AUGUSTA, Maine — Last week’s U.S. Supreme Court ruling in favor of a Minnesota woman who saw the government profit off the sale of her seized condo could force Maine and other states to change laws.
But Maine lawmakers are moving cautiously.
The Legislature’s tax committee Tuesday tabled a bill from Rep. Chad Perkins, R-Dover-Foxcroft, that would require municipalities to largely stop the practice of keeping excess proceeds from the sale of tax-delinquent properties.
With only two more committee work sessions scheduled this week before the Legislature shifts its focus to passing a final budget by late June, it appears legislators may not approve any legal changes until next year at the earliest.
Towns are allowed under Maine law to keep the extra money from tax-delinquent property sales, with about a dozen other states also permitting the practice.
In the Supreme Court’s unanimously ruling in favor of a Minneapolis woman who lost her condo over a $15,000 tax bill and then saw Hennepin County keep the extra money after selling it for $40,000, the justices found the county violated the 94-year-old woman’s Fifth Amendment rights by taking her property without paying “just compensation.”
The Pacific Legal Foundation, a conservative group that represented the Minnesota woman, describes the laws in Maine and eleven other states along with Washington, D.C., as “home equity theft.” (Nine additional states permit the practice in “limited circumstances,” the foundation said.)
From 2014 to 2021, it found 43 Maine homes were taken this way, with owners losing $167,000, or 88 percent, of their equity on average.
Lesley S. Harris was one of those homeowners. She lived year round on Swan’s Island off Maine’s rocky coast for about two decades until her husband, Bob, died in 2013.
Harris, 55, moved to Escondido, California, to live with her ailing mother after Bob’s heart disease-related death and only returned to the island for part of the year.
Five of her former dogs — Honeybunch, Lily Anne, Daphne, Spot and Ellie — are still buried in the yard.
In 2019, the town of Swan’s Island sold her home after claiming it due to more than $30,000 in unpaid taxes and then sold it for several thousands more, with Harris receiving none of the surplus proceeds.

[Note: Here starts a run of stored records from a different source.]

// src/log.rs
use std::path::Path;

use tracing_appender::non_blocking::WorkerGuard;
use tracing_subscriber::{EnvFilter, Layer, fmt, layer::SubscriberExt, util::SubscriberInitExt};

pub const LOG_FILE: &str = "debug.log";

/// Install the global subscriber.
///
/// Everything from this crate down to DEBUG goes to `<dir>/debug.log`.
/// stderr gets warnings only, or debug with `verbose`; `RUST_LOG` overrides stderr.
///
/// Hold on to the returned guard until exit, dropping it flushes the file writer.
/// Returns `None` if a subscriber was already installed or `dir` can't be
/// created; in the latter case only the stderr layer is installed.
pub fn init(dir: &Path, verbose: bool) -> Option<WorkerGuard> {
    if let Err(e) = std::fs::create_dir_all(dir) {
        let stderr_layer = fmt::layer()
            .with_writer(std::io::stderr)
            .with_target(false)
            .with_filter(stderr_filter(verbose));
        let _ = tracing_subscriber::registry().with(stderr_layer).try_init();
        ::tracing::warn!("no debug log, can't create {}: {e}", dir.display());
        return None;
    }
    let appender = tracing_appender::rolling::never(dir, LOG_FILE);
    let (writer, guard) = tracing_appender::non_blocking(appender);

    let file_layer = fmt::layer()
        .with_writer(writer)
        .with_ansi(false)
        .with_target(false)
        .with_filter(EnvFilter::new("scholar_watch=debug"));

    let stderr_layer = fmt::layer()
        .with_writer(std::io::stderr)
        .with_target(false)
        .with_filter(stderr_filter(verbose));

    tracing_subscriber::registry()
        .with(file_layer)
        .with(stderr_layer)
        .try_init()
        .ok()
        .map(|_| guard)
}

fn stderr_filter(verbose: bool) -> EnvFilter {
    let default_level = if verbose { "scholar_watch=debug" } else { "scholar_watch=warn" };
    EnvFilter::try_from_default_env().unwrap_or_else(|_| EnvFilter::new(default_level))
}

/// Info-level logging
#[macro_export]
macro_rules! logf {
    ($($arg:tt)*) => {
        ::tracing::info!($($arg)*)
    };
}

/// Debug-level logging
#[macro_export]
macro_rules! logd {
    ($($arg:tt)*) => {
        ::tracing::debug!($($arg)*)
    };
}

/// Warn-level logging
#[macro_export]
macro_rules! logw {
    ($($arg:tt)*) => {
        ::tracing::warn!($($arg)*)
    };
}

/// Error-level logging
#[macro_export]
macro_rules! loge {
    ($($arg:tt)*) => {
        ::tracing::error!($($arg)*)
    };
}
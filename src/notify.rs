// src/notify.rs
use std::sync::{Mutex, PoisonError};

use crate::diff::{CitationChange, PaperChange, top_gains};

#[derive(Clone, Debug, PartialEq, Eq)]
pub struct Notification {
    pub title: String,
    pub message: String,
}

/// Where a finished refresh announces itself.
pub trait Notifier: Send + Sync {
    fn notify(&self, n: &Notification);
}

/// CLI: print to stdout.
pub struct StdoutNotifier;

impl Notifier for StdoutNotifier {
    fn notify(&self, n: &Notification) {
        println!("[{}] {}", n.title, n.message);
    }
}

/// Background runs with nobody watching.
pub struct LogNotifier;

impl Notifier for LogNotifier {
    fn notify(&self, n: &Notification) {
        logf!("{}: {}", n.title, n.message.replace('\n', " | "));
    }
}

/// Keeps everything it was handed.
#[derive(Default)]
pub struct RecordingNotifier {
    seen: Mutex<Vec<Notification>>,
}

impl RecordingNotifier {
    pub fn take(&self) -> Vec<Notification> {
        std::mem::take(&mut *self.seen.lock().unwrap_or_else(PoisonError::into_inner))
    }
}

impl Notifier for RecordingNotifier {
    fn notify(&self, n: &Notification) {
        self.seen.lock().unwrap_or_else(PoisonError::into_inner).push(n.clone());
    }
}

/// Only increases are announced. Decreases and paper shuffles with an
/// unchanged total produce no notification.
pub fn build_notification(citations: &[CitationChange], papers: &[PaperChange]) -> Option<Notification> {
    let gains: Vec<&CitationChange> = citations.iter().filter(|c| c.delta() > 0).collect();
    for c in citations.iter().filter(|c| c.delta() < 0) {
        logf!("{}: citations dropped {} → {}", c.name, c.old, c.new);
    }

    let (title, mut message) = match gains.as_slice() {
        [] => return None,
        [one] => (
            s!("Citation update"),
            format!("{}: {} → {} (+{})", one.name, one.old, one.new, one.delta()),
        ),
        many => {
            let names: Vec<&str> = many.iter().map(|c| c.name.as_str()).collect();
            let total: i64 = many.iter().map(|c| c.delta()).sum();
            (
                format!("{} scholars updated", many.len()),
                format!("{}: +{} citations", names.join(", "), total),
            )
        }
    };

    let paper_gains = top_gains(papers);
    if let Some(top) = paper_gains.first() {
        message.push_str(&format!(
            "\n{} gained citations, top: \"{}\" (+{})",
            plural!(paper_gains.len(), "paper"),
            top.title,
            top.delta()
        ));
    }

    Some(Notification { title, message })
}

#[cfg(test)]
mod tests {
    use super::*;

    fn change(name: &str, old: u32, new: u32) -> CitationChange {
        CitationChange { user_id: s!(name), name: s!(name), old, new }
    }

    fn paper(title: &str, old: u32, new: u32) -> PaperChange {
        PaperChange { title: s!(title), old, new, added: false }
    }

    #[test]
    fn nothing_to_say() {
        assert_eq!(build_notification(&[], &[]), None);
        assert_eq!(build_notification(&[change("A", 10, 8)], &[]), None);
        assert_eq!(build_notification(&[], &[paper("P", 1, 2)]), None);
    }

    #[test]
    fn single_author() {
        let n = build_notification(&[change("Ada", 100, 105)], &[]).unwrap();
        assert_eq!(n.title, "Citation update");
        assert_eq!(n.message, "Ada: 100 → 105 (+5)");
    }

    #[test]
    fn several_authors_sum_gains() {
        let n = build_notification(&[change("Ada", 1, 3), change("Grace", 10, 14), change("Alan", 5, 4)], &[]).unwrap();
        assert_eq!(n.title, "2 scholars updated");
        assert_eq!(n.message, "Ada, Grace: +6 citations");
    }

    #[test]
    fn paper_line_names_top_gain() {
        let papers = [paper("Small", 1, 2), paper("Big", 10, 20), paper("Lost", 5, 3)];
        let n = build_notification(&[change("Ada", 16, 25)], &papers).unwrap();
        assert_eq!(n.message, "Ada: 16 → 25 (+9)\n2 papers gained citations, top: \"Big\" (+10)");
    }

    #[test]
    fn recorder_drains() {
        let r = RecordingNotifier::default();
        r.notify(&Notification { title: s!("t"), message: s!("m") });
        assert_eq!(r.take().len(), 1);
        assert!(r.take().is_empty());
    }
}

“We lived from paycheck to paycheck and were barely able to make ends meet,” Harris said, acknowledging she was behind on taxes and the property fell into rough shape after she began spending more time in California to care for her mother, who is now 93.
Harris hopes the Supreme Court ruling makes Maine and other states change laws so that other homeowners avoid what she experienced.
“It wasn’t a perfect house, but it was home. I do have to go back to [Swan’s Island] because I have storage space there,” Harris said. “But I’m still emotionally torn up about it.”
Under the bill from Perkins, if homeowners fail to claim the surplus funds within 90 days, then the local governments could keep the money. The bill has only Republican cosponsors but also the support of the legal aid group Pine Tree Legal Assistance and Maine Credit Union League.
The administration of Gov. Janet Mills, a Democrat, has cited technical concerns about the bill but agreed with its mission in testimony.
“My gut feeling is now that we’ve gotten the [Supreme Court] decision, there will be positive action on the bill,” Perkins said before Tuesday’s committee meeting. “If they don’t advance the bill, the state’s only opening itself up to litigation later.”
Still, Rep. Joe Perry, D-Bangor, the tax committee chair, said, “I just worry we’re gonna make a terrible mistake if we try to move this within the next two days.”
As legislators held the bill in committee, the Pacific Legal Foundation sent a letter Tuesday to Maine and other states warning them of the cost of inaction.
“If these states don’t change their laws to comply with the Court’s ruling, they could face damages in the millions in future lawsuits,” Jim Manley, the foundation’s state legal policy deputy director, said.
The question over whether governments should keep the surplus proceeds of seized home sales previously arose in Maine in 1974, when the Maine Supreme Judicial Court upheld the state’s foreclosure-related law, and in 2018, when former Gov. Paul LePage expressed support for an Albion couple whose home was seized over $4,000 in unpaid taxes.
Kate Dufour, a lobbyist for the Maine Municipal Association, said its legal services department has issued guidance to members on the Supreme Court’s recent ruling and that “change is necessary.”
Dufour said she looked forward to working with lawmakers on a “solution that brings Maine law into compliance with the Supreme Court ruling while protecting the interests of all other property owners left to bear greater burdens when taxes go unpaid.”
“At the end of the day, there are people in our communities who are paying more because someone else cannot,” Dufour told Taxation Committee members, who requested more information from the attorney general’s office on whether a statute of limitations exists for homeowners who previously did not receive excess home foreclosure proceeds.